Thursday, 28 July 2011
Saturday, 9 July 2011
A few minutes of Gas-s-s-s
It was with a mixture of apprehension and giddy excitement that I popped "Gas-s-s-s" (also known as "Gas! -Or- It Became Necessary to Destroy the World in Order to Save It") into the DVD player some time ago. You see, I'd been reading Roger Corman's "How I Made a Hundred Movies in Hollywood and Never Lost a Dime" and felt the urge to catch up with a few of those several hundred films he's had a hand in. I've seen (and loved) pretty much all his Poe films and, despite a bit too much self-congratulating in the book, love the fact that he really did a lot for independent filmmaking and gave so many people their starts in the industry. However, I've also seen some of his other films too...
Given the cost constraints, time constraints and just general skill constraints, I can certainly appreciate what Corman did in many of his quickie films. Sometimes it works and a little fun gem pops out (e.g. "Bucket Of Blood") and other times it doesn't (e.g. "Creature From The Haunted Sea"). So there was "Gas-s-s-s" and I wondered where it may fall on the spectrum...
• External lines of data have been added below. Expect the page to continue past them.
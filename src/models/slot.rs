use super::{shift::Shift, site::Site};
use chrono::Weekday;
use serde::{Serialize, Serializer};

/// A recurring weekly assignment of one monitor.
#[derive(Debug, Clone, PartialEq, Eq, Serialize)]
pub struct ScheduleSlot {
    pub id: i64,
    pub user_id: i64,
    #[serde(serialize_with = "serialize_weekday")]
    pub weekday: Weekday, // ⇔ schedule_slots.weekday (INT 0=Mon..6=Sun)
    pub shift: Shift,     // ⇔ schedule_slots.shift ('M' | 'T')
    pub site: Site,       // ⇔ schedule_slots.site ('SA' | 'BA')
}

impl ScheduleSlot {
    pub fn weekday_index(&self) -> u8 {
        self.weekday.num_days_from_monday() as u8
    }

    pub fn describe(&self) -> String {
        format!(
            "{} {} ({})",
            weekday_name(self.weekday),
            self.shift.label(),
            self.site.label()
        )
    }
}

/// Candidate slot as supplied by a caller, before validation.
///
/// Raw values are kept so that a bulk request can report every bad item
/// instead of failing at parse time.
#[derive(Debug, Clone, PartialEq, Eq)]
pub struct SlotInput {
    pub weekday: i64,
    pub shift: String,
    pub site: String,
}

impl SlotInput {
    pub fn new(weekday: i64, shift: &str, site: &str) -> Self {
        Self {
            weekday,
            shift: shift.to_string(),
            site: site.to_string(),
        }
    }

    /// Parse the compact CLI form `WEEKDAY:SHIFT:SITE`, e.g. `0:M:SA`.
    pub fn parse_compact(s: &str) -> Option<Self> {
        let mut it = s.split(':');
        let weekday = it.next()?.trim().parse::<i64>().ok()?;
        let shift = it.next()?.trim();
        let site = it.next()?.trim();
        if it.next().is_some() {
            return None;
        }
        Some(Self::new(weekday, shift, site))
    }
}

pub fn weekday_name(day: Weekday) -> &'static str {
    match day {
        Weekday::Mon => "Monday",
        Weekday::Tue => "Tuesday",
        Weekday::Wed => "Wednesday",
        Weekday::Thu => "Thursday",
        Weekday::Fri => "Friday",
        Weekday::Sat => "Saturday",
        Weekday::Sun => "Sunday",
    }
}

fn serialize_weekday<S: Serializer>(day: &Weekday, s: S) -> Result<S::Ok, S::Error> {
    s.serialize_u8(day.num_days_from_monday() as u8)
}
Turns out, somewhere in between. I pretty much rank it along with the psychedelic "The Trip" due to the concept and its occasional inventiveness. Though it's down right silly at times (not always in the best way - the humour fluctuated all over the place)and poorly acted for much of it, there's this one short segment of the movie that stood out for me. It happens when the wandering heros of the movie stumble upon an outdoor concert with Country Joe And The Fish playing and the visuals get all psychedelic man. The music wasn't great, but for a few minutes all these images flew across the screen. In order to see them a bit better, I did a frame by frame step through of that section of the film and found some really great stuff (pardon the 46 screen captures that follow):
Maybe Roger knew what he was doing after all...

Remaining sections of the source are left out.